Whether you choose to explore this course or others, it really is beneficial to our whole wellbeing to do something. With so much demand on leaders right now, take some time for you and invest in becoming the person you were destined to be.
Personal Development is something that is widely encouraged and embraced throughout many areas of life. From the workplace to the gym, people like to invest time in improving themselves.
If you are married then you already know that marriages also need regular investment to keep them healthy and thriving. We need to have a value base for our relationships and be willing to grow as individuals and as a couple along life’s journey. It’s something we may initially shy away from, but with improved communication, intentionality, and prayer, we can all step forward into wonderful new areas of blessing and togetherness.
Our marriages are such a gift, so we need to nurture and protect them. We also need to source the tools that maybe weren’t modelled by our own families of origin, who in light of relationship research, end up being our main influencers. Change and improvements are possible! This is such a crucial area of our lives as marriage is under attack in society today, and especially Christian marriage as we wrestle on a spiritual level too.

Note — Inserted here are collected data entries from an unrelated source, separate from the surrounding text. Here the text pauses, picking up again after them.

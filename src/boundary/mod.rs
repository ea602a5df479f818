//! Ghost-cell refresh.
//!
//! The integrator never writes ghost cells itself. After every update it
//! hands the state to a [`BoundaryFill`] collaborator, passing
//! `fast_only = true` inside the acoustic loop so only the fast variables
//! (ρ, ρθ and momentum) are refreshed there.
//!
//! # Available fillers
//!
//! | Filler | Description |
//! |--------|-------------|
//! | [`DomainBoundary`] | Periodic or zero-gradient in x/y, zero-gradient in z |
//! | [`PatchTimeInterpolator`] | Linear-in-time data from two coarse snapshots |

mod domain;
mod patch;

pub use domain::{DomainBoundary, fill_field_ghosts};
pub use patch::PatchTimeInterpolator;

use crate::error::Result;
use crate::state::StateVector;

/// Conserved components refreshed when `fast_only` is set.
pub const FAST_CONS_COMPONENTS: std::ops::Range<usize> = 0..2;

/// Refreshes the ghost cells of a state.
pub trait BoundaryFill: Send {
    /// Fill every ghost cell of `state` consistently with `time`.
    ///
    /// With `fast_only` only ρ, ρθ and the momentum buffers need to be
    /// refreshed.
    fn fill(&mut self, state: &mut StateVector, time: f64, fast_only: bool) -> Result<()>;

    /// Name for logging.
    fn name(&self) -> &'static str;
}

impl<B: BoundaryFill + ?Sized> BoundaryFill for Box<B> {
    fn fill(&mut self, state: &mut StateVector, time: f64, fast_only: bool) -> Result<()> {
        (**self).fill(state, time, fast_only)
    }

    fn name(&self) -> &'static str {
        (**self).name()
    }
}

I’m passionate that we work at healthy marriages in the world of Christian leadership and ministry. In the busyness and stresses we can so easily become unfulfilled and detached and settle for a functioning relationship rather than a thriving partnership. God really did intend for marriage to be good and to be a blessing, and with Him at the centre, we really can position ourselves towards a better future. A healthy marriage sustains us in ministry and is also a rich blessing to our children.
We can all be guilty of reading marriage books in prep for getting married or for helping someone else, when really we should be encouraging one another to keep investing in our own marriage development. As we go through different seasons, we can navigate so much better when we have a solid foundation and understand how to love and respect each other.
A great book to invest in, and one that some may be familiar with, is ‘The 5 Love Languages’ by Gary Chapman. In this book he shares teaching and stories of how we are all wired differently, and so our understanding and expectation of expressions of love vary immensely. We need to take time to know who we are ourselves as well as trying to understand our spouses. Whether you are married one year or twenty years this book is a great aid in helping couples not just to connect, but to keep emotional love alive.
The 5 Love Languages are:
1 - Words of Affirmation
2 - Acts of Service
3 - Receiving Gifts
4 - Quality time
5 - Physical touch
Each Love Language is clearly defined and examples are given for implementing them into our daily lives. Of course each person may have more than one preferred love language, which the author clearly offers advice on.
Another little gem of a book by Gary Chapman is ‘Things I wish I’d known Before We Got Married’. From romance and dealing with in-laws to conflict resolution and forgiveness, this is another great book to read.
My final recommendation today is a book called ‘Love & Respect’ by Dr. Emmerson Eggerichs. This is a most helpful book for all ages and stages of marriage, and it also has a work book and DVD that couples can work through together.
May this quote be true of us all:
‘A successful marriage requires falling in love over and over again, but always with the same person!’